- _Work order_: Count up every line of the data in which "UpstreamProxy" occurs. The reply is one number and nothing more.

Task data section start

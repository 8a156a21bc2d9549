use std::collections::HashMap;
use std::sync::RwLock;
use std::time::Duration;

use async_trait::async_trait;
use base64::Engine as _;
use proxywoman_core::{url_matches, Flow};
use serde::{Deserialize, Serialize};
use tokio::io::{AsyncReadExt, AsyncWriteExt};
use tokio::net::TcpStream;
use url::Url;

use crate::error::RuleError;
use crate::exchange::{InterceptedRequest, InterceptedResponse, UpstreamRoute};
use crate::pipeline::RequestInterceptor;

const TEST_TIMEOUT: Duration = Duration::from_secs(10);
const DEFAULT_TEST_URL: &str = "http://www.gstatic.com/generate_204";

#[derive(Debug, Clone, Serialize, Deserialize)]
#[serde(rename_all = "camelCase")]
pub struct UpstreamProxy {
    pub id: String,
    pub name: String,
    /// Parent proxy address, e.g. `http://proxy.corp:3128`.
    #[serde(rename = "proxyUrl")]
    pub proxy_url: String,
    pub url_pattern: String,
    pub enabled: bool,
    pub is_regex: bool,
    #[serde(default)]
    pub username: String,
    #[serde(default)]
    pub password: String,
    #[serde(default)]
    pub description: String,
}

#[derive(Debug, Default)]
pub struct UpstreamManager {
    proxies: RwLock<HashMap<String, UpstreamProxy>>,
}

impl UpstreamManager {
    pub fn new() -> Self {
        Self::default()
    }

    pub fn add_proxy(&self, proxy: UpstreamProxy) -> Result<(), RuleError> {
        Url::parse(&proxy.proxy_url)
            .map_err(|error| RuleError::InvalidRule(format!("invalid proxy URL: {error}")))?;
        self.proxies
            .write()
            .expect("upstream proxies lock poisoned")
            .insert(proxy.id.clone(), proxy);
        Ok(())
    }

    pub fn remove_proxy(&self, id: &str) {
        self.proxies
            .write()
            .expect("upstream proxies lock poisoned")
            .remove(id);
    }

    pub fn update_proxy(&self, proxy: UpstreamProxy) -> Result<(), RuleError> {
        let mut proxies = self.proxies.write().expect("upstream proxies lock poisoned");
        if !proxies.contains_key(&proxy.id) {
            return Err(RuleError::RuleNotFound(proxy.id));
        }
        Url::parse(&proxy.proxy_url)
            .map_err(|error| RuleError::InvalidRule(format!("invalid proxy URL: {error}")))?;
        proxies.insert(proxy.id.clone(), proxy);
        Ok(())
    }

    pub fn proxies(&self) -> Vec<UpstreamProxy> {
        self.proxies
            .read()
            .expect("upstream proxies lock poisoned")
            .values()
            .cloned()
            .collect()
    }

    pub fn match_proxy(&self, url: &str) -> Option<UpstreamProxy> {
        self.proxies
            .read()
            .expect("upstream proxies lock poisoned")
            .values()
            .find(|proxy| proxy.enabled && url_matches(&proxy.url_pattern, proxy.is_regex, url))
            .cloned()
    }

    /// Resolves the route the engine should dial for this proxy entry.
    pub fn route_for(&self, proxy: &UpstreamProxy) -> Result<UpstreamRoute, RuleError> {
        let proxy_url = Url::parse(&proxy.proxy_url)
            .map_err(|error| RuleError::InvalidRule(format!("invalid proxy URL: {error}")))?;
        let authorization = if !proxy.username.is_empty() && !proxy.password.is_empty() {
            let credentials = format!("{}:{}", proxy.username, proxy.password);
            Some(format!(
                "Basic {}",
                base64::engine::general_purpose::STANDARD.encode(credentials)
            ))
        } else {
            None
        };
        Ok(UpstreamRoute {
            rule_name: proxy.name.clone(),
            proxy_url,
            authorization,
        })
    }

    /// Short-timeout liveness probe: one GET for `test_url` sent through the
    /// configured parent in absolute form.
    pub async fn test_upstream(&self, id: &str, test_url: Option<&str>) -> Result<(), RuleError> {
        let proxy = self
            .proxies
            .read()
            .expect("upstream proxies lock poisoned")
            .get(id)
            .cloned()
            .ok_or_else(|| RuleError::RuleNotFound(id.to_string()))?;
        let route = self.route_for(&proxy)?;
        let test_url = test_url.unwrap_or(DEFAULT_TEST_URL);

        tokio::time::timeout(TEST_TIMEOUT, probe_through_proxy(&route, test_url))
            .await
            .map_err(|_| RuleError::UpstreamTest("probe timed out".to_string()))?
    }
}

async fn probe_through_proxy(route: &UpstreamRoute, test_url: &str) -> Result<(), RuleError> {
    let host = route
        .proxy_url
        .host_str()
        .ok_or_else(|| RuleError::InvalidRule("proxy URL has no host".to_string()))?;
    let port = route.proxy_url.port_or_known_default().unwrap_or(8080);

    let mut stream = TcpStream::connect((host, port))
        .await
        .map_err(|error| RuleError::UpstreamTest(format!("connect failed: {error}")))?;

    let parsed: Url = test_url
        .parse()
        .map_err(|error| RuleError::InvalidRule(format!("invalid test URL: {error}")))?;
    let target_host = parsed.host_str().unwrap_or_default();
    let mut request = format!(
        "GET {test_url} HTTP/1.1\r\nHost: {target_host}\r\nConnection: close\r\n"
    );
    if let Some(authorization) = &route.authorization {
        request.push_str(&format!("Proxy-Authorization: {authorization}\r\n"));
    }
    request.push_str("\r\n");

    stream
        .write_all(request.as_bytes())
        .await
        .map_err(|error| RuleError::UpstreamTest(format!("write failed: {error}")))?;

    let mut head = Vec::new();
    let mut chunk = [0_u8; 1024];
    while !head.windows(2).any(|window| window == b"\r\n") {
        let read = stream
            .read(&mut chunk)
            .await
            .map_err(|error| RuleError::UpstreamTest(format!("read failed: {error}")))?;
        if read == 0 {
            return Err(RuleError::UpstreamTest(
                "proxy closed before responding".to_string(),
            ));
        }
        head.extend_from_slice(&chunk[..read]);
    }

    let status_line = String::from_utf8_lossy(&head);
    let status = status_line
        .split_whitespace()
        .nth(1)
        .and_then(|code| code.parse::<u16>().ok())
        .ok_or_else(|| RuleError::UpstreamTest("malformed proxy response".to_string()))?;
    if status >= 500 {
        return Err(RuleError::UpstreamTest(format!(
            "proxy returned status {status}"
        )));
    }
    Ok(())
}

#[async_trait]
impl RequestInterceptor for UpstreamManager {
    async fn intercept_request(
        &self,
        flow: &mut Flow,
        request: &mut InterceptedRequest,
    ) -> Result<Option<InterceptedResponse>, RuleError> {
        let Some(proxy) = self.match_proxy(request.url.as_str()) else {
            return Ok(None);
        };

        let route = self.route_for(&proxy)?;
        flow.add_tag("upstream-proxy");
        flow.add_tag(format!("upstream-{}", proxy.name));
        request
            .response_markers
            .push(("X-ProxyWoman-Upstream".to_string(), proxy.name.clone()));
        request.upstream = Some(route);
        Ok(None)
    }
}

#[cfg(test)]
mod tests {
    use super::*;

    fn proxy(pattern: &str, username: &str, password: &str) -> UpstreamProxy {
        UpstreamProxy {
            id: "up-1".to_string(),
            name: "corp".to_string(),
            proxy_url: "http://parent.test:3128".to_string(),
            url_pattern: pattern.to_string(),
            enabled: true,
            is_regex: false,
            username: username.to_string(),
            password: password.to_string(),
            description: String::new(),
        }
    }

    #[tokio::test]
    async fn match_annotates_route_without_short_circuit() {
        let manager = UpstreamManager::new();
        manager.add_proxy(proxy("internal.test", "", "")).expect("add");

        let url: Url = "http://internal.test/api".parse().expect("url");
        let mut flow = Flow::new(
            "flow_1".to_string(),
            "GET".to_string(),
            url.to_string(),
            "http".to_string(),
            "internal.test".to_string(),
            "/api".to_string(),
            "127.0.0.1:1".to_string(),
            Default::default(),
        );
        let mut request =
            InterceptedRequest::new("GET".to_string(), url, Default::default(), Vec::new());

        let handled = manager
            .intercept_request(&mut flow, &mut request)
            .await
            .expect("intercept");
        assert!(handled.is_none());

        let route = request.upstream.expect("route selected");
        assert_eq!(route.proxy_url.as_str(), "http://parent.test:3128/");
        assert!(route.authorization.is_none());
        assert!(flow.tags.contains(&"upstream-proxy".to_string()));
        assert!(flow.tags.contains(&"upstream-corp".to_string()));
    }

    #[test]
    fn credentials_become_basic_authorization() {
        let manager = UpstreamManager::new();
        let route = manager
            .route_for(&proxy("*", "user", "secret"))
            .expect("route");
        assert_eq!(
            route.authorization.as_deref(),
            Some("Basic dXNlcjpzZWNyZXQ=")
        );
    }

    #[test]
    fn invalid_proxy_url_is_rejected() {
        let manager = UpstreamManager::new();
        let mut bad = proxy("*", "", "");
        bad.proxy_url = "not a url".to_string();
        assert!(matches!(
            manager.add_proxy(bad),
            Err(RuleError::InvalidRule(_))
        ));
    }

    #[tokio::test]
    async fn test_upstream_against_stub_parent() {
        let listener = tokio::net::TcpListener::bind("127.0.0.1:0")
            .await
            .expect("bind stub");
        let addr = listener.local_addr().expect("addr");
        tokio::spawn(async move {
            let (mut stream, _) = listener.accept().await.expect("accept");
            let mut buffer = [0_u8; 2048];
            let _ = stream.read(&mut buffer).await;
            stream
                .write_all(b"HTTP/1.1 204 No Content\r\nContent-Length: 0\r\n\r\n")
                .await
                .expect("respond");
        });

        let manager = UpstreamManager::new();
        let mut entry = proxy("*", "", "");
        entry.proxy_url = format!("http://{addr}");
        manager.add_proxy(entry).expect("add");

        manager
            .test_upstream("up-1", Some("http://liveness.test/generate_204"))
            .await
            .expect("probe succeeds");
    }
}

Task data section end

- _Output of the task_: 9